Current literature on sustainable cities notes a strategic need for tools that help planners evaluate whether ideas and hypothesized solutions about sustainable cities have the indented effects when applied in actuality [2,4], with urban form, urban growth, and the spatial arrangement of resources and activities being focal points [1,5]. State-of-the-art tools combine models of economic, land use, transport, and demographic dynamics and are capable of providing quantitative scenarios about the built environment at a few meters’ resolution and about socioeconomic parameters at postcode or building-block aggregations [3,6].

Smartland-project enhances this kind of applied urban research and increases its applicability to sustainable land use planning in three ways. Firstly, we adopt an approach that can model key urban parameters at the metropolitan, neighborhood, and building scales. Secondly, we incorporate theories about the maneuvering space of housing affordability and segregation interventions, aiming to identify pathways that resolve the sometimes-difficult demands and trade-offs of the above policy targets. Thirdly, we introduce a substantial climate change mitigation-adaptation component by modelling detailed residential energy consumption and mitigation strategies.

The toolbox starts with a real estate market model that forecasts the yearly average prices, total amount, and new construction of the main housing types of a considered city. Next, land use change and housing market models translate those forecasts into location-specific predictions of the price, 3D form and type of buildings, also describing neighborhood characteristics such as amount of green space. In parallel, we develop demographic (see section 2) and residential energy consumption components (see section 3). The forecasts are influenced, among others, by income and population trends or expectations and by active or future urban plans. With this approach we can assess the implications of land use policies for economic, social and environmental sustainability at multiple geographical scales.

Urban commons, segregation, and affordability

Smartland-project introduces the notion of ‘urban commons’ into policy-oriented research in housing affordability and residential segregation. We explore whether practices and policies surrounding urban commons can be integrated with land use policies in order to effectively and efficiently meet affordability and anti-segregation targets.
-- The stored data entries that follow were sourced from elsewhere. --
//! Shared helpers for the fill pipeline tests.

#![allow(dead_code)]

use std::cell::{Cell, RefCell};
use std::collections::HashMap;

use fillnulls::{
    Capabilities, CapabilityError, CapabilityResult, LocalCapabilities, Mapset, MemoryMapset,
    SplineRequest, MASK,
};
use raster_common::{BoundingBox, Grid, PointSet, RasterError, RasterResult, Region};
use test_utils::region::RegionSpec;

pub fn region_of(spec: RegionSpec) -> Region {
    let (min_x, min_y, max_x, max_y) = spec.bbox();
    Region::new(BoundingBox::new(min_x, min_y, max_x, max_y), spec.rows, spec.cols).unwrap()
}

/// A user mask covering everything but the first column.
pub fn user_mask(region: Region) -> Grid {
    Grid::from_fn(region, |_, col| if col == 0 { None } else { Some(1.0) })
}

/// Resources of a mapset, for before/after comparisons.
pub fn snapshot(mapset: &dyn Mapset) -> (Vec<String>, Vec<String>, Option<Grid>) {
    (
        mapset.raster_names(),
        mapset.point_names(),
        mapset.active_mask().unwrap(),
    )
}

/// Capability step a [`FailingCapabilities`] fails at.
#[derive(Debug, Clone, Copy, PartialEq, Eq)]
pub enum Step {
    Buffer,
    RasterToPoints,
    PointCount,
    SplineFit,
    Patch,
}

pub const ALL_STEPS: [Step; 5] = [
    Step::Buffer,
    Step::RasterToPoints,
    Step::PointCount,
    Step::SplineFit,
    Step::Patch,
];

/// Runs the in-process capabilities but fails (or panics) at one step,
/// after doing that step's work so partial output is left behind.
pub struct FailingCapabilities {
    inner: LocalCapabilities,
    at: Step,
    panic: bool,
}

impl FailingCapabilities {
    pub fn failing_at(at: Step) -> Self {
        Self {
            inner: LocalCapabilities::new(),
            at,
            panic: false,
        }
    }

    pub fn panicking_at(at: Step) -> Self {
        Self {
            inner: LocalCapabilities::new(),
            at,
            panic: true,
        }
    }

    fn check(&self, step: Step) -> CapabilityResult<()> {
        if step != self.at {
            return Ok(());
        }
        if self.panic {
            panic!("injected panic at {:?}", step);
        }
        Err(CapabilityError::failed(format!("injected failure at {:?}", step)))
    }
}

impl Capabilities for FailingCapabilities {
    fn buffer(
        &self,
        mapset: &mut dyn Mapset,
        input: &str,
        output: &str,
        distance: f64,
    ) -> CapabilityResult<()> {
        self.inner.buffer(mapset, input, output, distance)?;
        self.check(Step::Buffer)
    }

    fn raster_to_points(
        &self,
        mapset: &mut dyn Mapset,
        input: &str,
        output: &str,
    ) -> CapabilityResult<()> {
        self.inner.raster_to_points(mapset, input, output)?;
        self.check(Step::RasterToPoints)
    }

    fn point_count(&self, mapset: &dyn Mapset, points: &str) -> CapabilityResult<usize> {
        let count = self.inner.point_count(mapset, points)?;
        self.check(Step::PointCount)?;
        Ok(count)
    }

    fn spline_fit(
        &self,
        mapset: &mut dyn Mapset,
        request: &SplineRequest<'_>,
    ) -> CapabilityResult<()> {
        self.inner.spline_fit(mapset, request)?;
        self.check(Step::SplineFit)
    }

    fn patch(
        &self,
        mapset: &mut dyn Mapset,
        inputs: &[&str],
        output: &str,
    ) -> CapabilityResult<()> {
        // Fails before writing, so a failed run never leaves an output.
        self.check(Step::Patch)?;
        self.inner.patch(mapset, inputs, output)
    }
}

/// What a [`RecordingCapabilities`] saw when the spline was requested.
#[derive(Debug, Clone, Default)]
pub struct SplineCall {
    pub mask_active: bool,
    pub mask_map: Option<String>,
    pub cells: Option<String>,
    /// Non-null cells of the surface the spline wrote.
    pub evaluated_cells: usize,
    pub segmented: bool,
    pub tension: f64,
    pub smooth: f64,
}

/// Delegates to the in-process capabilities and records spline calls.
#[derive(Default)]
pub struct RecordingCapabilities {
    inner: LocalCapabilities,
    pub spline_calls: RefCell<Vec<SplineCall>>,
    pub patch_calls: Cell<usize>,
}

impl Capabilities for RecordingCapabilities {
    fn buffer(
        &self,
        mapset: &mut dyn Mapset,
        input: &str,
        output: &str,
        distance: f64,
    ) -> CapabilityResult<()> {
        self.inner.buffer(mapset, input, output, distance)
    }

    fn raster_to_points(
        &self,
        mapset: &mut dyn Mapset,
        input: &str,
        output: &str,
    ) -> CapabilityResult<()> {
        self.inner.raster_to_points(mapset, input, output)
    }

    fn point_count(&self, mapset: &dyn Mapset, points: &str) -> CapabilityResult<usize> {
        self.inner.point_count(mapset, points)
    }

    fn spline_fit(
        &self,
        mapset: &mut dyn Mapset,
        request: &SplineRequest<'_>,
    ) -> CapabilityResult<()> {
        let mut call = SplineCall {
            mask_active: mapset.raster_exists(MASK),
            mask_map: request.mask_map.map(String::from),
            cells: request.cells.map(String::from),
            evaluated_cells: 0,
            segmented: request.segmentation.is_enabled(),
            tension: request.tension,
            smooth: request.smooth,
        };
        let result = self.inner.spline_fit(mapset, request);
        if result.is_ok() {
            call.evaluated_cells = mapset.read_raster(request.output)?.valid_count();
        }
        self.spline_calls.borrow_mut().push(call);
        result
    }

    fn patch(
        &self,
        mapset: &mut dyn Mapset,
        inputs: &[&str],
        output: &str,
    ) -> CapabilityResult<()> {
        self.patch_calls.set(self.patch_calls.get() + 1);
        self.inner.patch(mapset, inputs, output)
    }
}

/// Mapset operation a [`FlakyMapset`] can fail.
#[derive(Debug, Clone, Copy, PartialEq, Eq, Hash)]
pub enum Op {
    Read,
    Write,
    Remove,
}

/// Memory mapset that fails chosen calls.
///
/// Renames fail by their overall call index (0-based). Reads, writes and
/// removals fail on the n-th call (0-based) for one resource name.
pub struct FlakyMapset {
    pub inner: MemoryMapset,
    failing_renames: Vec<usize>,
    rename_calls: usize,
    faults: Vec<(Op, String, usize)>,
    calls: RefCell<HashMap<(Op, String), usize>>,
}

impl FlakyMapset {
    pub fn new(inner: MemoryMapset, failing_renames: &[usize]) -> Self {
        Self {
            inner,
            failing_renames: failing_renames.to_vec(),
            rename_calls: 0,
            faults: Vec::new(),
            calls: RefCell::new(HashMap::new()),
        }
    }

    /// Also fail the `nth` call of `op` on `name`.
    pub fn failing(mut self, op: Op, name: &str, nth: usize) -> Self {
        self.faults.push((op, name.to_string(), nth));
        self
    }

    fn check(&self, op: Op, name: &str) -> RasterResult<()> {
        let mut calls = self.calls.borrow_mut();
        let count = calls.entry((op, name.to_string())).or_insert(0);
        let call = *count;
        *count += 1;
        let failing = self
            .faults
            .iter()
            .any(|(o, n, nth)| *o == op && n == name && *nth == call);
        if failing {
            return Err(RasterError::storage(format!(
                "injected {:?} failure on {}",
                op, name
            )));
        }
        Ok(())
    }
}

impl Mapset for FlakyMapset {
    fn region(&self) -> Region {
        self.inner.region()
    }

    fn raster_exists(&self, name: &str) -> bool {
        self.inner.raster_exists(name)
    }

    fn read_raster(&self, name: &str) -> RasterResult<Grid> {
        self.check(Op::Read, name)?;
        self.inner.read_raster(name)
    }

    fn write_raster(&mut self, name: &str, grid: &Grid) -> RasterResult<()> {
        self.check(Op::Write, name)?;
        self.inner.write_raster(name, grid)
    }

    fn rename_raster(&mut self, from: &str, to: &str) -> RasterResult<()> {
        let call = self.rename_calls;
        self.rename_calls += 1;
        if self.failing_renames.contains(&call) {
            return Err(RasterError::storage("injected rename failure"));
        }
        self.inner.rename_raster(from, to)
    }

    fn remove_raster(&mut self, name: &str) -> RasterResult<bool> {
        self.check(Op::Remove, name)?;
        self.inner.remove_raster(name)
    }

    fn raster_names(&self) -> Vec<String> {
        self.inner.raster_names()
    }

    fn points_exist(&self, name: &str) -> bool {
        self.inner.points_exist(name)
    }

    fn read_points(&self, name: &str) -> RasterResult<PointSet> {
        self.inner.read_points(name)
    }

    fn write_points(&mut self, name: &str, points: &PointSet) -> RasterResult<()> {
        self.inner.write_points(name, points)
    }

    fn remove_points(&mut self, name: &str) -> RasterResult<bool> {
        self.inner.remove_points(name)
    }

    fn point_names(&self) -> Vec<String> {
        self.inner.point_names()
    }
}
Current research shows that the socioeconomic dynamics enabled by urban commons play a significant role in sustainable urban transitions [7,8]. Examples of urban commons include amenities and shared spaces such as community gardens, parks, common areas of apartment buildings, but the notion deals heavily with how socioeconomic activity is organized around those spaces: for instance, their shared planning and management or caretaking, paid or volunteer labor, collective action, notions of safety or community, or on-demand/multiple uses of shared spaces. The concept has progressed beyond theory into operational urban planning and design principles [8] and tighter, quantitative integration with urban spatial research is possible based on state-of-the-art methods that explore social and economic dynamics at fine urban scales [9,10]. More down to earth, it means that city planners have to account more for those shared spaces and urban economists have to realize the trade-offs between private and public living space. It also means that the dwellers themselves can take more responsibility for those spaces.

In Smartland-project we aim to advance this line of research through a number of applied case studies around Finland. We produce quantitative information about how urban commons policies can interface with land use policies to increase the effectiveness and steering space of anti-segregation and housing affordability targets, while maintaining the supply of amenities.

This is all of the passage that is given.